### [TASK DESCRIPTION]
If a line of the data below contains the string "GraphQLErrorResponse", copy it into your answer.

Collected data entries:
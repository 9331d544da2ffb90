//! GraphQL transport for the Shopify Admin API.

use std::sync::Arc;

use secrecy::{ExposeSecret, SecretString};
use serde::{Deserialize, de::DeserializeOwned};
use tracing::instrument;

use super::{GraphQLError, GraphQLErrorLocation, ShopifyError};
use crate::config::ShopifyConfig;

/// Shopify Admin API client.
///
/// Cheap to clone; all clones share one HTTP connection pool.
#[derive(Clone)]
pub struct ShopifyClient {
    inner: Arc<ShopifyClientInner>,
}

struct ShopifyClientInner {
    client: reqwest::Client,
    endpoint: String,
    access_token: SecretString,
}

/// GraphQL response wrapper.
#[derive(Debug, Deserialize)]
struct GraphQLResponse<T> {
    data: Option<T>,
    errors: Option<Vec<GraphQLErrorResponse>>,
}

#[derive(Debug, Deserialize)]
struct GraphQLErrorResponse {
    message: String,
    #[serde(default)]
    locations: Vec<GraphQLErrorLocationResponse>,
    #[serde(default)]
    path: Vec<serde_json::Value>,
}

#[derive(Debug, Deserialize)]
struct GraphQLErrorLocationResponse {
    line: i64,
    column: i64,
}

impl ShopifyClient {
    /// Create a client pointed at an explicit GraphQL endpoint.
    ///
    /// # Panics
    ///
    /// Panics if the HTTP client cannot be created. This should never happen
    /// under normal circumstances as we use standard TLS configuration.
    #[must_use]
    pub fn new(endpoint: String, access_token: SecretString) -> Self {
        let client = reqwest::Client::builder()
            .timeout(std::time::Duration::from_secs(30))
            .build()
            .expect("Failed to create HTTP client");

        Self {
            inner: Arc::new(ShopifyClientInner {
                client,
                endpoint,
                access_token,
            }),
        }
    }

    /// Create a client for the store named in the config.
    #[must_use]
    pub fn from_config(config: &ShopifyConfig) -> Self {
        Self::new(config.graphql_endpoint(), config.access_token.clone())
    }

    /// Execute a GraphQL query or mutation.
    ///
    /// # Errors
    ///
    /// Returns `ShopifyError::RateLimited` if we're being rate limited.
    /// Returns `ShopifyError::Unauthorized` if the token is rejected.
    /// Returns `ShopifyError::GraphQL` if the call returns errors or no data.
    /// Returns `ShopifyError::Http` on network failures.
    #[instrument(skip(self, query, variables))]
    pub async fn execute<T: DeserializeOwned>(
        &self,
        query: &str,
        variables: Option<serde_json::Value>,
    ) -> Result<T, ShopifyError> {
        let body = serde_json::json!({
            "query": query,
            "variables": variables.unwrap_or(serde_json::Value::Null)
        });

        let response = self
            .inner
            .client
            .post(&self.inner.endpoint)
            .header(
                "X-Shopify-Access-Token",
                self.inner.access_token.expose_secret(),
            )
            .header("Content-Type", "application/json")
            .json(&body)
            .send()
            .await?;

        // Check for rate limiting
        if response.status() == reqwest::StatusCode::TOO_MANY_REQUESTS {
            let retry_after = response
                .headers()
                .get("Retry-After")
                .and_then(|v| v.to_str().ok())
                .and_then(|s| s.parse().ok())
                .unwrap_or(60);
            return Err(ShopifyError::RateLimited(retry_after));
        }

        // Check for unauthorized
        if response.status() == reqwest::StatusCode::UNAUTHORIZED {
            return Err(ShopifyError::Unauthorized(
                "access token rejected".to_string(),
            ));
        }

        let body_text = response.text().await?;
        let graphql_response: GraphQLResponse<T> = serde_json::from_str(&body_text)?;

        // A non-empty errors array fails the whole call, even when partial
        // data came back alongside it.
        if let Some(errors) = graphql_response.errors
            && !errors.is_empty()
        {
            let converted_errors: Vec<GraphQLError> = errors
                .into_iter()
                .map(|e| GraphQLError {
                    message: e.message,
                    locations: e
                        .locations
                        .into_iter()
                        .map(|l| GraphQLErrorLocation {
                            line: l.line,
                            column: l.column,
                        })
                        .collect(),
                    path: e.path,
                })
                .collect();
            return Err(ShopifyError::GraphQL(converted_errors));
        }

        graphql_response.data.ok_or_else(|| {
            ShopifyError::GraphQL(vec![GraphQLError {
                message: "No data in response".to_string(),
                locations: vec![],
                path: vec![],
            }])
        })
    }
}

### [TASK OUTPUT]
    errors: Option<Vec<GraphQLErrorResponse>>,
struct GraphQLErrorResponse {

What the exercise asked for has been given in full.